» **Exercise description**
Wherever the string "Self" shows up in the data below, copy the whole line.
● ● ● ●
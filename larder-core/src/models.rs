//! Typed records for every entity, mapped field-by-field from the persisted
//! representation.

use chrono::{NaiveDate, NaiveDateTime};
use diesel::prelude::*;
use serde::{Deserialize, Serialize};
use utoipa::ToSchema;

#[derive(Queryable, Selectable, Identifiable, Debug, Clone, PartialEq, Serialize, ToSchema)]
#[diesel(table_name = crate::schema::stores)]
#[diesel(check_for_backend(diesel::sqlite::Sqlite))]
pub struct Store {
    pub id: i32,
    pub name: String,
    pub location: Option<String>,
    pub notes: Option<String>,
}

#[derive(Insertable, Debug, Clone, Deserialize, ToSchema)]
#[diesel(table_name = crate::schema::stores)]
pub struct StoreInput {
    pub name: String,
    pub location: Option<String>,
    pub notes: Option<String>,
}

#[derive(Queryable, Selectable, Identifiable, Debug, Clone, PartialEq, Serialize, ToSchema)]
#[diesel(table_name = crate::schema::pantry)]
#[diesel(check_for_backend(diesel::sqlite::Sqlite))]
pub struct PantryItem {
    pub id: i32,
    pub barcode: Option<String>,
    pub category: Option<String>,
    /// Pantry, Fridge, or Freezer.
    pub location: Option<String>,
    pub brand: Option<String>,
    pub name: String,
    pub quantity: f64,
    pub unit: Option<String>,
    pub stocked_date: Option<NaiveDate>,
    pub best_by: Option<NaiveDate>,
    pub preferred_store_id: Option<i32>,
    pub product_notes: Option<String>,
    pub item_notes: Option<String>,
    pub estimated_price: Option<f64>,
    /// Legacy flag superseded by the staples table. Only the one-time
    /// migration utility reads it; everything else must ignore it.
    #[serde(skip)]
    pub is_staple: bool,
}

#[derive(Insertable, Debug, Clone, Deserialize, ToSchema)]
#[diesel(table_name = crate::schema::pantry)]
pub struct PantryItemInput {
    pub barcode: Option<String>,
    pub category: Option<String>,
    pub location: Option<String>,
    pub brand: Option<String>,
    pub name: String,
    #[serde(default = "default_pantry_quantity")]
    pub quantity: f64,
    pub unit: Option<String>,
    pub stocked_date: Option<NaiveDate>,
    pub best_by: Option<NaiveDate>,
    pub preferred_store_id: Option<i32>,
    pub product_notes: Option<String>,
    pub item_notes: Option<String>,
    pub estimated_price: Option<f64>,
}

fn default_pantry_quantity() -> f64 {
    1.0
}

#[derive(Queryable, Selectable, Identifiable, Debug, Clone, PartialEq, Serialize, ToSchema)]
#[diesel(table_name = crate::schema::recipes)]
#[diesel(check_for_backend(diesel::sqlite::Sqlite))]
pub struct Recipe {
    pub id: i32,
    pub name: String,
    pub description: Option<String>,
    pub servings: i32,
    pub prep_time: Option<String>,
    pub cook_time: Option<String>,
    pub instructions: Option<String>,
    pub source_url: Option<String>,
    /// Comma-joined tag list, e.g. "chicken,quick,dinner".
    pub tags: Option<String>,
    pub created_at: NaiveDateTime,
    pub rating: Option<i32>,
}

#[derive(Queryable, Selectable, Identifiable, Debug, Clone, PartialEq, Serialize, ToSchema)]
#[diesel(table_name = crate::schema::recipe_ingredients)]
#[diesel(check_for_backend(diesel::sqlite::Sqlite))]
pub struct RecipeIngredient {
    pub id: i32,
    pub recipe_id: i32,
    pub name: String,
    pub quantity: Option<f64>,
    pub unit: Option<String>,
    pub estimated_price: Option<f64>,
    /// Purchasable form derived by the normalizer; absent until a recipe has
    /// been normalized. Consumers fall back to the raw fields.
    pub shopping_name: Option<String>,
    pub shopping_qty: Option<f64>,
    pub shopping_unit: Option<String>,
}

/// A recipe together with its ordered ingredient list.
#[derive(Debug, Clone, PartialEq, Serialize, ToSchema)]
pub struct RecipeWithIngredients {
    #[serde(flatten)]
    pub recipe: Recipe,
    pub ingredients: Vec<RecipeIngredient>,
}

/// Unpersisted recipe shape shared by the create API and the AI parse and
/// generate paths.
#[derive(Debug, Clone, Deserialize, Serialize, ToSchema)]
pub struct RecipeInput {
    pub name: String,
    pub description: Option<String>,
    #[serde(default = "default_servings")]
    pub servings: i32,
    pub prep_time: Option<String>,
    pub cook_time: Option<String>,
    pub instructions: Option<String>,
    pub source_url: Option<String>,
    pub tags: Option<String>,
    pub rating: Option<i32>,
    #[serde(default)]
    pub ingredients: Vec<RecipeIngredientInput>,
}

fn default_servings() -> i32 {
    4
}

#[derive(Debug, Clone, Deserialize, Serialize, ToSchema)]
pub struct RecipeIngredientInput {
    pub name: String,
    pub quantity: Option<f64>,
    pub unit: Option<String>,
    pub estimated_price: Option<f64>,
    pub shopping_name: Option<String>,
    pub shopping_qty: Option<f64>,
    pub shopping_unit: Option<String>,
}

#[derive(Insertable, Debug)]
#[diesel(table_name = crate::schema::recipe_ingredients)]
pub struct NewRecipeIngredient<'a> {
    pub recipe_id: i32,
    pub name: &'a str,
    pub quantity: Option<f64>,
    pub unit: Option<&'a str>,
    pub estimated_price: Option<f64>,
    pub shopping_name: Option<&'a str>,
    pub shopping_qty: Option<f64>,
    pub shopping_unit: Option<&'a str>,
}

#[derive(Queryable, Selectable, Identifiable, Debug, Clone, PartialEq, Serialize, ToSchema)]
#[diesel(table_name = crate::schema::meal_plan)]
#[diesel(check_for_backend(diesel::sqlite::Sqlite))]
pub struct MealPlanEntry {
    pub id: i32,
    pub date: NaiveDate,
    /// Breakfast, Lunch, Dinner, or Snack.
    pub meal_slot: String,
    pub recipe_id: Option<i32>,
    pub servings: i32,
    pub notes: Option<String>,
}

/// A meal plan entry with the recipe name joined in for display. The name is
/// never written back.
#[derive(Debug, Clone, PartialEq, Serialize, ToSchema)]
pub struct PlannedMeal {
    pub id: i32,
    pub date: NaiveDate,
    pub meal_slot: String,
    pub recipe_id: Option<i32>,
    pub servings: i32,
    pub notes: Option<String>,
    pub recipe_name: Option<String>,
}

impl PlannedMeal {
    pub fn from_entry(entry: MealPlanEntry, recipe_name: Option<String>) -> Self {
        Self {
            id: entry.id,
            date: entry.date,
            meal_slot: entry.meal_slot,
            recipe_id: entry.recipe_id,
            servings: entry.servings,
            notes: entry.notes,
            recipe_name,
        }
    }
}

#[derive(Insertable, Debug)]
#[diesel(table_name = crate::schema::meal_plan)]
pub struct NewMealPlanEntry<'a> {
    pub date: NaiveDate,
    pub meal_slot: &'a str,
    pub recipe_id: Option<i32>,
    pub servings: i32,
    pub notes: Option<&'a str>,
}

#[derive(Queryable, Selectable, Identifiable, Debug, Clone, PartialEq, Serialize, ToSchema)]
#[diesel(table_name = crate::schema::staples)]
#[diesel(check_for_backend(diesel::sqlite::Sqlite))]
pub struct Staple {
    pub id: i32,
    pub name: String,
    pub category: Option<String>,
    pub preferred_store_id: Option<i32>,
    pub need_to_buy: bool,
}

#[derive(Insertable, Debug, Clone, Deserialize, ToSchema)]
#[diesel(table_name = crate::schema::staples)]
pub struct StapleInput {
    pub name: String,
    pub category: Option<String>,
    pub preferred_store_id: Option<i32>,
    #[serde(default)]
    pub need_to_buy: bool,
}

#[derive(Queryable, Selectable, Identifiable, Debug, Clone, PartialEq, Serialize, ToSchema)]
#[diesel(table_name = crate::schema::known_prices)]
#[diesel(check_for_backend(diesel::sqlite::Sqlite))]
pub struct KnownPrice {
    pub id: i32,
    pub item_name: String,
    pub unit_price: f64,
    pub unit: Option<String>,
    pub store_id: Option<i32>,
    pub last_updated: NaiveDateTime,
}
● ● ● ●
» **Response to this exercise**
    pub fn from_entry(entry: MealPlanEntry, recipe_name: Option<String>) -> Self {
        Self {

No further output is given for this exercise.